If a line in the data holds the string "openai", list it.

_Collected data entries:_
********

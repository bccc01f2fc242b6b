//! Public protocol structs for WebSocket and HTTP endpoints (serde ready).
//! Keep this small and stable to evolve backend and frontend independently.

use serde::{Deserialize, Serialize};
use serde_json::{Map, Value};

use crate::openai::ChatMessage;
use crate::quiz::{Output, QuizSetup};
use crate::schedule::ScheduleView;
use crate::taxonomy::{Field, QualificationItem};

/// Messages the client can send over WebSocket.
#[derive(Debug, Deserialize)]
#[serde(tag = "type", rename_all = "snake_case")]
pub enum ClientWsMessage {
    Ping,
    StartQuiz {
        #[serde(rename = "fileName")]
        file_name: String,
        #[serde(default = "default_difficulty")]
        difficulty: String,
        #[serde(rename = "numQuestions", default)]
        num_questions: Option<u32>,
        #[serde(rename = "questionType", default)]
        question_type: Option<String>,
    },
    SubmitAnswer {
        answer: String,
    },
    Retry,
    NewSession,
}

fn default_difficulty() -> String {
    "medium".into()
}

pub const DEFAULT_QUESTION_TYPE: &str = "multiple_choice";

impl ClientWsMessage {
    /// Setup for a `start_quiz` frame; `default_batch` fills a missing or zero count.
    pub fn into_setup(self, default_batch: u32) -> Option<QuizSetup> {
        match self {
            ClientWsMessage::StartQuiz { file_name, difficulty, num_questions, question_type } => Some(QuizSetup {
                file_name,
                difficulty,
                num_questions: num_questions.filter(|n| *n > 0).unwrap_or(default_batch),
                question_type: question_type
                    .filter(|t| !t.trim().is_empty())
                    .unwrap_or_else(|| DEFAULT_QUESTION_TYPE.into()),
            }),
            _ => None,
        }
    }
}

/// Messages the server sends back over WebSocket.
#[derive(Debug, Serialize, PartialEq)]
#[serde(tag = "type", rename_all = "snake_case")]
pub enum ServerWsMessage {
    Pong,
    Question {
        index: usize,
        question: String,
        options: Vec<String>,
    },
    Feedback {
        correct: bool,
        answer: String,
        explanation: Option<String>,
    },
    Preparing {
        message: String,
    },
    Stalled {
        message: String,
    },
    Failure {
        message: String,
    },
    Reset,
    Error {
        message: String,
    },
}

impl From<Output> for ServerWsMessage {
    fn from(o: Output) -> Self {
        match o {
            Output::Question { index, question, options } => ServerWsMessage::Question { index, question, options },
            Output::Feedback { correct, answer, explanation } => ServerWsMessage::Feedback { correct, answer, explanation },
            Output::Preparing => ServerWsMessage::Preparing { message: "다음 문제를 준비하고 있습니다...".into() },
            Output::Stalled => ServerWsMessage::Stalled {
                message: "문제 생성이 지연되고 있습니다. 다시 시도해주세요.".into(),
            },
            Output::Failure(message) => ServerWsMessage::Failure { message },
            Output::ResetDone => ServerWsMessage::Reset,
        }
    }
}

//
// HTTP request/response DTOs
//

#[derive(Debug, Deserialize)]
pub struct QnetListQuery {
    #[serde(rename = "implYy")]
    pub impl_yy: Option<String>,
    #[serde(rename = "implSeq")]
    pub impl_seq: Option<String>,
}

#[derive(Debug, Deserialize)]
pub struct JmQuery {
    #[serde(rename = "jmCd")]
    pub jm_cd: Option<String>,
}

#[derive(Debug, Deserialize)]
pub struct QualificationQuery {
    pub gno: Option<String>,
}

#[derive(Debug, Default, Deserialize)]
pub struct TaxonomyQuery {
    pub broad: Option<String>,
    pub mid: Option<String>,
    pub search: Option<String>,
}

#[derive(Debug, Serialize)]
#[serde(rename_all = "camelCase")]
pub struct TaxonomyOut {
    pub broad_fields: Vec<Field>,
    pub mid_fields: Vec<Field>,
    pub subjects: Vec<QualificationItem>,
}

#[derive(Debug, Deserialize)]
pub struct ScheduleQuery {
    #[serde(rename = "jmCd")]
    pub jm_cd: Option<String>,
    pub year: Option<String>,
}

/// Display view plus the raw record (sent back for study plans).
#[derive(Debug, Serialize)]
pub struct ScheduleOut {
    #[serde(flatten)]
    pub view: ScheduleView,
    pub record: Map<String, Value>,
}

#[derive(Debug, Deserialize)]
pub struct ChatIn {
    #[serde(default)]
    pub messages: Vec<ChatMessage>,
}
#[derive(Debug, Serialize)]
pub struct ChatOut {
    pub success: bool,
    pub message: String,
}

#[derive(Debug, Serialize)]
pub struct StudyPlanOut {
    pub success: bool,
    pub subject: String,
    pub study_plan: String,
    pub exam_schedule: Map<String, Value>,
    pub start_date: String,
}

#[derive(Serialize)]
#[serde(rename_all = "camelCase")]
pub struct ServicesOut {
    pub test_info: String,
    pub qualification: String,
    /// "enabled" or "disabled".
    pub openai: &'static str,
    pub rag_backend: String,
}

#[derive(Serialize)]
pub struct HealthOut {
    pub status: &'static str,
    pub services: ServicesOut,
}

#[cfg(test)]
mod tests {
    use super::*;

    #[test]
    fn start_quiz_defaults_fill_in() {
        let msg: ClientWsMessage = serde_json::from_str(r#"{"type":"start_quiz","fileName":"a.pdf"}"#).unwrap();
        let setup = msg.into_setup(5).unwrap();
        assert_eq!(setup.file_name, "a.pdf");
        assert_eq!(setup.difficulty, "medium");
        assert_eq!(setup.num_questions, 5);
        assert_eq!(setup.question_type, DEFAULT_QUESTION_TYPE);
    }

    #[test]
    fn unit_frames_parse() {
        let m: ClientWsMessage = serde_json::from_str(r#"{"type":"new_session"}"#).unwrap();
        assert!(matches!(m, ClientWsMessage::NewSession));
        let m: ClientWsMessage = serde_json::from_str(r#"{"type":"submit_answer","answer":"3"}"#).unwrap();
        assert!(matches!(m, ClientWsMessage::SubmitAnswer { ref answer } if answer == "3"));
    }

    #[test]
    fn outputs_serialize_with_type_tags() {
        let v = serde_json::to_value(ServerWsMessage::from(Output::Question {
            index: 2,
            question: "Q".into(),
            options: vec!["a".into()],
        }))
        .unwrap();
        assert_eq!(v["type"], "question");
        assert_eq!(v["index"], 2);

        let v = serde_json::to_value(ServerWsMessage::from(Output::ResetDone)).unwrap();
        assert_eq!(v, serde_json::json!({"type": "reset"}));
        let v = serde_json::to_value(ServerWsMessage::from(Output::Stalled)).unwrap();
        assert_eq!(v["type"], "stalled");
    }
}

********

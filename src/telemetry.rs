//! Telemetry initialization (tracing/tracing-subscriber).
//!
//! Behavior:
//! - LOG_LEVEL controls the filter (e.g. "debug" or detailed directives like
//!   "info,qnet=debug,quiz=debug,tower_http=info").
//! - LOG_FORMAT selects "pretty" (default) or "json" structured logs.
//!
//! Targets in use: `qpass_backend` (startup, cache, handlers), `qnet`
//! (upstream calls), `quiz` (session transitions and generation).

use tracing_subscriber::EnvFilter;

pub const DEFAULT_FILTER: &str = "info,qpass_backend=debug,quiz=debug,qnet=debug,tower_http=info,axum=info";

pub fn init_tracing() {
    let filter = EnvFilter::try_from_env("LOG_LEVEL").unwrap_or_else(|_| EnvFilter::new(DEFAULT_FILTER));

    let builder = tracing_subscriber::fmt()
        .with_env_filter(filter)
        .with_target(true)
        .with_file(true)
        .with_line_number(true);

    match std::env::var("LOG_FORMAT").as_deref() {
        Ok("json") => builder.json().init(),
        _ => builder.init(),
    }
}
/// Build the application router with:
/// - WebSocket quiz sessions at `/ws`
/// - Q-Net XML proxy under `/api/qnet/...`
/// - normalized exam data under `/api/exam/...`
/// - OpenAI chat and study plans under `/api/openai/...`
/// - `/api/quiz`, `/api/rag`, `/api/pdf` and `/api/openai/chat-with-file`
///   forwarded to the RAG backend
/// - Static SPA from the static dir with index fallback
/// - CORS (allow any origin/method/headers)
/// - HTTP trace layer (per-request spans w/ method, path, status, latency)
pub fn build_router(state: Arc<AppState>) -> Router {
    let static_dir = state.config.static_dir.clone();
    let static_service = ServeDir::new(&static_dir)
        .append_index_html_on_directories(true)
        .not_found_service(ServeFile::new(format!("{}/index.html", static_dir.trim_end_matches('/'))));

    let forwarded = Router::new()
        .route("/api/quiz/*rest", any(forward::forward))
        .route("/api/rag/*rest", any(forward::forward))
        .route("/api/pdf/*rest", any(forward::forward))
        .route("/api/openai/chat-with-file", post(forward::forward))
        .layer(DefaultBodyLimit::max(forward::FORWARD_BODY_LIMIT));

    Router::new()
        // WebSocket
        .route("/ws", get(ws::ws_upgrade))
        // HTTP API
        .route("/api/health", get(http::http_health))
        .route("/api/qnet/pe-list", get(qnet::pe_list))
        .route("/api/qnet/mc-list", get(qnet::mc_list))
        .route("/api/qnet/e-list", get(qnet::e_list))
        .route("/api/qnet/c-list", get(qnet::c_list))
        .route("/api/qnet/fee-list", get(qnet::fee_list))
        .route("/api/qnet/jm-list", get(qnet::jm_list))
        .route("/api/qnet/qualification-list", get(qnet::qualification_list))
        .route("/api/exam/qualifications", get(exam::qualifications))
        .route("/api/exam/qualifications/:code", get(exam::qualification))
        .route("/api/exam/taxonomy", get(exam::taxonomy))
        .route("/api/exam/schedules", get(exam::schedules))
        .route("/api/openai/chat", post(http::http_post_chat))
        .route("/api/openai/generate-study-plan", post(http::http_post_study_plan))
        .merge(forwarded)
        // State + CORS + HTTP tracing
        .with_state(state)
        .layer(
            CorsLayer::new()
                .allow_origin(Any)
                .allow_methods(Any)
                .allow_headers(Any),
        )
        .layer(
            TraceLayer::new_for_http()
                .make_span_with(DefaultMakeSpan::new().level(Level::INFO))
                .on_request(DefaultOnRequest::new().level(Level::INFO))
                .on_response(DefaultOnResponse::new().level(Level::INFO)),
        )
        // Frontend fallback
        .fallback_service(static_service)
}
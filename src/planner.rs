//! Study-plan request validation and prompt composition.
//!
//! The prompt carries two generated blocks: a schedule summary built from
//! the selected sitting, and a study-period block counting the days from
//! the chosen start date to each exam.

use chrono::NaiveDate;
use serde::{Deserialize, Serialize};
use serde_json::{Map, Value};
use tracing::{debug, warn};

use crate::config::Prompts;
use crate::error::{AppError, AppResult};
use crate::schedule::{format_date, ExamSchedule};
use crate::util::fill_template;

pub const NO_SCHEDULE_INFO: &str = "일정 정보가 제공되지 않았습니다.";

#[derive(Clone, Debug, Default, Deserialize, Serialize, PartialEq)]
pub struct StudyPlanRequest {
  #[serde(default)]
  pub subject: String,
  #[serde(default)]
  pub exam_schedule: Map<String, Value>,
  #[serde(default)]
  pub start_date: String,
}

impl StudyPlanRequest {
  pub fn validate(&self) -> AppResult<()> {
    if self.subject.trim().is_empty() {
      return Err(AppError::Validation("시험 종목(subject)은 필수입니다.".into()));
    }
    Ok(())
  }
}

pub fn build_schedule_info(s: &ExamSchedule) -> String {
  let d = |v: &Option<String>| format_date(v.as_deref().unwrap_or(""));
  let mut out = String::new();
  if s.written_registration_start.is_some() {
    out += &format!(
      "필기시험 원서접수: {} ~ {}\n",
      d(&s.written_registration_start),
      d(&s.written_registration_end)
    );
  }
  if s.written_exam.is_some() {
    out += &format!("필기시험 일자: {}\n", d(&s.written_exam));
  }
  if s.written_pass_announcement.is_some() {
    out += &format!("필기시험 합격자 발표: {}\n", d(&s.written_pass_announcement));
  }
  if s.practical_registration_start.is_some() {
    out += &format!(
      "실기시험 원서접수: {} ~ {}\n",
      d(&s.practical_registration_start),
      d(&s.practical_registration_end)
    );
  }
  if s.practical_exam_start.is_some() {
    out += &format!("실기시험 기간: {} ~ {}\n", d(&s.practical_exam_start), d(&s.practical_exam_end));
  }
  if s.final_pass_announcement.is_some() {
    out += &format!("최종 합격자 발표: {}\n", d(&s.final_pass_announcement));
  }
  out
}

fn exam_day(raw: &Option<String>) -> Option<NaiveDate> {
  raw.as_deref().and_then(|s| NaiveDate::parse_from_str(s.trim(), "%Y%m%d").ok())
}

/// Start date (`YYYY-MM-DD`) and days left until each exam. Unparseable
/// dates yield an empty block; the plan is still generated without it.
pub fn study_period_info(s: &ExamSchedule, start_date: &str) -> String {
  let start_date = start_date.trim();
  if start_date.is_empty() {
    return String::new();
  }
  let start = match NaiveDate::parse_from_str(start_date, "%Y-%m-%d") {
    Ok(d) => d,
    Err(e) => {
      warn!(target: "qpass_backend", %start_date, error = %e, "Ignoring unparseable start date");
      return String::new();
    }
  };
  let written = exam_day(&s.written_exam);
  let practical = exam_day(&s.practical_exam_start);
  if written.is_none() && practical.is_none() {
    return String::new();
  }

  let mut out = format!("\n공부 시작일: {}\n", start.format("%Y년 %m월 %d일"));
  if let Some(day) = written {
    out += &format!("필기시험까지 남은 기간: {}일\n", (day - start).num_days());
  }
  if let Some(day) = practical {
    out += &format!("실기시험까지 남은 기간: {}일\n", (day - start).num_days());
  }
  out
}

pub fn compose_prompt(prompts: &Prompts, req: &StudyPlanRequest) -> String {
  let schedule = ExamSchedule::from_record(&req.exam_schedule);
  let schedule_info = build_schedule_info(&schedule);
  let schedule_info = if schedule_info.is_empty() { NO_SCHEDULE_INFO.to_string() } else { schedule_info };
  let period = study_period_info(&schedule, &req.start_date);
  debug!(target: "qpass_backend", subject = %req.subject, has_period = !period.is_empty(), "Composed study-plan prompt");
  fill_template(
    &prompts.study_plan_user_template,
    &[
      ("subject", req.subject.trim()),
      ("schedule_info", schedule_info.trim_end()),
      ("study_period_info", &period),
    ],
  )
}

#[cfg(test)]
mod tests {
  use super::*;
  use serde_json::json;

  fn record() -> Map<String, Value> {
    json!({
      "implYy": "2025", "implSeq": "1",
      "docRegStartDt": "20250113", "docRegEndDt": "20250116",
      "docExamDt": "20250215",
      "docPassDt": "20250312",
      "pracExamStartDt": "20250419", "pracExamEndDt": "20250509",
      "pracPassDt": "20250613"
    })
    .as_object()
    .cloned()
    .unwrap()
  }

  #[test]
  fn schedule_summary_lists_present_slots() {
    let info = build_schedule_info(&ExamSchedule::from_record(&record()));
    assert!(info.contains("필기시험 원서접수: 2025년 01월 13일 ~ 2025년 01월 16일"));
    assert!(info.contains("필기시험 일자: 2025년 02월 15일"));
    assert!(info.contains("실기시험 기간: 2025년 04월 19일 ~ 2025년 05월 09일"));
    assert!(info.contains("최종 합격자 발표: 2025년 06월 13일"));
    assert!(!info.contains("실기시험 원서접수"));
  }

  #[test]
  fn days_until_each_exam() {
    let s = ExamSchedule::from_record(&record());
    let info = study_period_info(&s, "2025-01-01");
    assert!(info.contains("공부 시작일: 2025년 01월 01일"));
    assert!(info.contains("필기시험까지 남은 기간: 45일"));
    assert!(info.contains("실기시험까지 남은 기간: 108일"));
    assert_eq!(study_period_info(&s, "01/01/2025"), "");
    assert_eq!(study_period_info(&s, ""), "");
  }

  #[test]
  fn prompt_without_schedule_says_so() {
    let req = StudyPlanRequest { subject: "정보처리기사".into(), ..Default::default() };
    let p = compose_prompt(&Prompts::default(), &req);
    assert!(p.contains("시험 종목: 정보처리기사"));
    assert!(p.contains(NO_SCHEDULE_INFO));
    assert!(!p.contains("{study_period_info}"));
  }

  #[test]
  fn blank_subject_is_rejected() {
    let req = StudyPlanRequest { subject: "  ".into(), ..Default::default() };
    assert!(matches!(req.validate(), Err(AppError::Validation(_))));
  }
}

********

_WORKED SOLUTION:_
use crate::openai::ChatMessage;
    pub openai: &'static str,
/// - OpenAI chat and study plans under `/api/openai/...`
/// - `/api/quiz`, `/api/rag`, `/api/pdf` and `/api/openai/chat-with-file`
        .route("/api/openai/chat-with-file", post(forward::forward))
        .route("/api/openai/chat", post(http::http_post_chat))
        .route("/api/openai/generate-study-plan", post(http::http_post_study_plan))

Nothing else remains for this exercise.